» EXERCISE BRIEF
Look through the records below for the line with "serde_json::from_value(self.to_json(true))" and the line with "impl fmt::Debug for ResolvedConfig", then return those lines and all lines between, exactly.

» Stored data entries
------
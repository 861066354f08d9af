//! The resolved configuration handed back to callers

use crate::schema::Schema;
use crate::value::Value;
use serde::de::DeserializeOwned;
use serde::ser::SerializeMap;
use serde::{Deserialize, Serialize, Serializer};
use std::collections::BTreeMap;
use std::fmt;
use std::ops::Index;

const MASK: &str = "****";

#[derive(Clone, PartialEq)]
struct Entry {
    name: String,
    value: Value,
    secret: bool,
}

/// Final, validated mapping from item name to typed value.
///
/// Holds exactly the items of the schema it was resolved against, in schema
/// order. Keys outside the schema never appear. Lookup by key (`config["bg_host"]`,
/// [`get`](Self::get)) and the named accessors read the same entries.
#[derive(Clone, PartialEq)]
pub struct ResolvedConfig {
    entries: Vec<Entry>,
}

impl ResolvedConfig {
    pub(crate) fn new(schema: &Schema, mut values: BTreeMap<String, Value>) -> Self {
        let entries = schema
            .items()
            .iter()
            .map(|item| Entry {
                name: item.name.clone(),
                value: values.remove(&item.name).unwrap_or_default(),
                secret: item.secret,
            })
            .collect();
        Self { entries }
    }

    pub fn get(&self, key: &str) -> Option<&Value> {
        self.entries.iter().find(|e| e.name == key).map(|e| &e.value)
    }

    pub fn contains_key(&self, key: &str) -> bool {
        self.entries.iter().any(|e| e.name == key)
    }

    pub fn keys(&self) -> impl Iterator<Item = &str> {
        self.entries.iter().map(|e| e.name.as_str())
    }

    pub fn iter(&self) -> impl Iterator<Item = (&str, &Value)> {
        self.entries.iter().map(|e| (e.name.as_str(), &e.value))
    }

    pub fn len(&self) -> usize {
        self.entries.len()
    }

    pub fn is_empty(&self) -> bool {
        self.entries.is_empty()
    }

    pub fn get_str(&self, key: &str) -> Option<&str> {
        self.get(key).and_then(Value::as_str)
    }

    pub fn get_int(&self, key: &str) -> Option<i64> {
        self.get(key).and_then(Value::as_int)
    }

    pub fn get_float(&self, key: &str) -> Option<f64> {
        self.get(key).and_then(Value::as_float)
    }

    pub fn get_bool(&self, key: &str) -> Option<bool> {
        self.get(key).and_then(Value::as_bool)
    }

    pub fn bg_host(&self) -> Option<&str> {
        self.get_str("bg_host")
    }

    pub fn bg_port(&self) -> Option<i64> {
        self.get_int("bg_port")
    }

    pub fn ssl_enabled(&self) -> Option<bool> {
        self.get_bool("ssl_enabled")
    }

    pub fn url_prefix(&self) -> Option<&str> {
        self.get_str("url_prefix")
    }

    pub fn ca_verify(&self) -> Option<bool> {
        self.get_bool("ca_verify")
    }

    pub fn to_map(&self) -> BTreeMap<String, Value> {
        self.iter().map(|(k, v)| (k.to_string(), v.clone())).collect()
    }

    /// JSON object of every entry, with secret values masked unless `show_secrets`.
    pub fn to_json(&self, show_secrets: bool) -> serde_json::Value {
        let map = self
            .entries
            .iter()
            .map(|e| {
                let value = if e.secret && !show_secrets && !e.value.is_null() {
                    serde_json::Value::String(MASK.to_string())
                } else {
                    serde_json::to_value(&e.value).unwrap_or(serde_json::Value::Null)
                };
                (e.name.clone(), value)
            })
            .collect();
        serde_json::Value::Object(map)
    }

    /// Deserialize the entries into a typed record such as [`ConnectionInfo`].
    pub fn extract<T: DeserializeOwned>(&self) -> serde_json::Result<T> {
        serde_json::from_value(self.to_json(true))
    }
}

impl Index<&str> for ResolvedConfig {
    type Output = Value;

    fn index(&self, key: &str) -> &Value {
        match self.get(key) {
            Some(value) => value,
            None => panic!("no configuration item named '{}'", key),
        }
    }
}

impl Serialize for ResolvedConfig {
    fn serialize<S: Serializer>(&self, serializer: S) -> Result<S::Ok, S::Error> {
        let mut map = serializer.serialize_map(Some(self.entries.len()))?;
        for e in &self.entries {
            map.serialize_entry(&e.name, &e.value)?;
        }
        map.end()
    }
}

impl fmt::Debug for ResolvedConfig {
    fn fmt(&self, f: &mut fmt::Formatter<'_>) -> fmt::Result {
        let mut map = f.debug_map();
        for e in &self.entries {
            if e.secret && !e.value.is_null() {
                map.entry(&e.name, &MASK);
            } else {
                map.entry(&e.name, &e.value);
            }
        }
        map.finish()
    }
}

/// Connection settings for the REST client, in typed form.
#[derive(Clone, PartialEq, Serialize, Deserialize)]
pub struct ConnectionInfo {
    pub bg_host: String,
    pub bg_port: u16,
    pub ssl_enabled: bool,
    pub api_version: Option<i64>,
    pub ca_cert: Option<String>,
    pub client_cert: Option<String>,
    pub url_prefix: Option<String>,
    pub ca_verify: bool,
    pub username: Option<String>,
    pub password: Option<String>,
    pub access_token: Option<String>,
    pub refresh_token: Option<String>,
}

impl ConnectionInfo {
    /// Base URL of the Beer Garden REST API.
    pub fn base_url(&self) -> String {
        let scheme = if self.ssl_enabled { "https" } else { "http" };
        let prefix = self.url_prefix.as_deref().unwrap_or("/");
        format!("{}://{}:{}{}", scheme, self.bg_host, self.bg_port, prefix)
    }
}

impl TryFrom<&ResolvedConfig> for ConnectionInfo {
    type Error = serde_json::Error;

    fn try_from(config: &ResolvedConfig) -> Result<Self, Self::Error> {
        config.extract()
    }
}

impl fmt::Debug for ConnectionInfo {
    fn fmt(&self, f: &mut fmt::Formatter<'_>) -> fmt::Result {
        let masked = |v: &Option<String>| v.as_ref().map(|_| MASK);
        f.debug_struct("ConnectionInfo")
            .field("bg_host", &self.bg_host)
            .field("bg_port", &self.bg_port)
            .field("ssl_enabled", &self.ssl_enabled)
            .field("api_version", &self.api_version)
            .field("ca_cert", &self.ca_cert)
            .field("client_cert", &self.client_cert)
            .field("url_prefix", &self.url_prefix)
            .field("ca_verify", &self.ca_verify)
            .field("username", &self.username)
            .field("password", &masked(&self.password))
            .field("access_token", &masked(&self.access_token))
            .field("refresh_token", &masked(&self.refresh_token))
            .finish()
    }
}

#[cfg(test)]
mod tests {
    use super::*;
    use crate::schema::connection_schema;

    fn resolved(entries: &[(&str, Value)]) -> ResolvedConfig {
        let values = entries.iter().map(|(k, v)| (k.to_string(), v.clone())).collect();
        ResolvedConfig::new(connection_schema(), values)
    }

    #[test]
    fn test_key_and_accessor_lookup_agree() {
        let config = resolved(&[("bg_host", Value::from("h")), ("bg_port", Value::Int(1234))]);
        assert_eq!(config["bg_host"], Value::from("h"));
        assert_eq!(config.bg_host(), Some("h"));
        assert_eq!(config.bg_port(), Some(1234));
        assert_eq!(config.get("ca_cert"), Some(&Value::Null));
        assert!(!config.contains_key("some_parameter"));
    }

    #[test]
    fn test_entries_follow_schema_and_drop_foreign_keys() {
        let config = resolved(&[("some_parameter", Value::from("x"))]);
        assert_eq!(config.len(), connection_schema().len());
        assert_eq!(config.keys().next(), Some("bg_host"));
        assert!(config.get("some_parameter").is_none());
    }

    #[test]
    fn test_secrets_are_masked_in_debug_and_json() {
        let config = resolved(&[("password", Value::from("hunter2"))]);
        let debug = format!("{:?}", config);
        assert!(!debug.contains("hunter2"));
        assert!(debug.contains("****"));

        assert_eq!(config.to_json(false)["password"], "****");
        assert_eq!(config.to_json(true)["password"], "hunter2");
        assert_eq!(config.to_json(false)["access_token"], serde_json::Value::Null);
    }

    #[test]
    fn test_extract_connection_info() {
        let config = resolved(&[
            ("bg_host", Value::from("h")),
            ("bg_port", Value::Int(2337)),
            ("ssl_enabled", Value::Bool(false)),
            ("ca_verify", Value::Bool(true)),
            ("url_prefix", Value::from("/beer/")),
        ]);
        let info = ConnectionInfo::try_from(&config).expect("connection info");
        assert_eq!(info.bg_host, "h");
        assert_eq!(info.bg_port, 2337);
        assert_eq!(info.base_url(), "http://h:2337/beer/");
    }

    #[test]
    fn test_extract_rejects_out_of_range_port() {
        let config = resolved(&[
            ("bg_host", Value::from("h")),
            ("bg_port", Value::Int(70000)),
            ("ssl_enabled", Value::Bool(true)),
            ("ca_verify", Value::Bool(true)),
        ]);
        assert!(config.extract::<ConnectionInfo>().is_err());
    }
}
------
» TASK SOLUTION
        serde_json::from_value(self.to_json(true))
    }
}

impl Index<&str> for ResolvedConfig {
    type Output = Value;

    fn index(&self, key: &str) -> &Value {
        match self.get(key) {
            Some(value) => value,
            None => panic!("no configuration item named '{}'", key),
        }
    }
}

impl Serialize for ResolvedConfig {
    fn serialize<S: Serializer>(&self, serializer: S) -> Result<S::Ok, S::Error> {
        let mut map = serializer.serialize_map(Some(self.entries.len()))?;
        for e in &self.entries {
            map.serialize_entry(&e.name, &e.value)?;
        }
        map.end()
    }
}

impl fmt::Debug for ResolvedConfig {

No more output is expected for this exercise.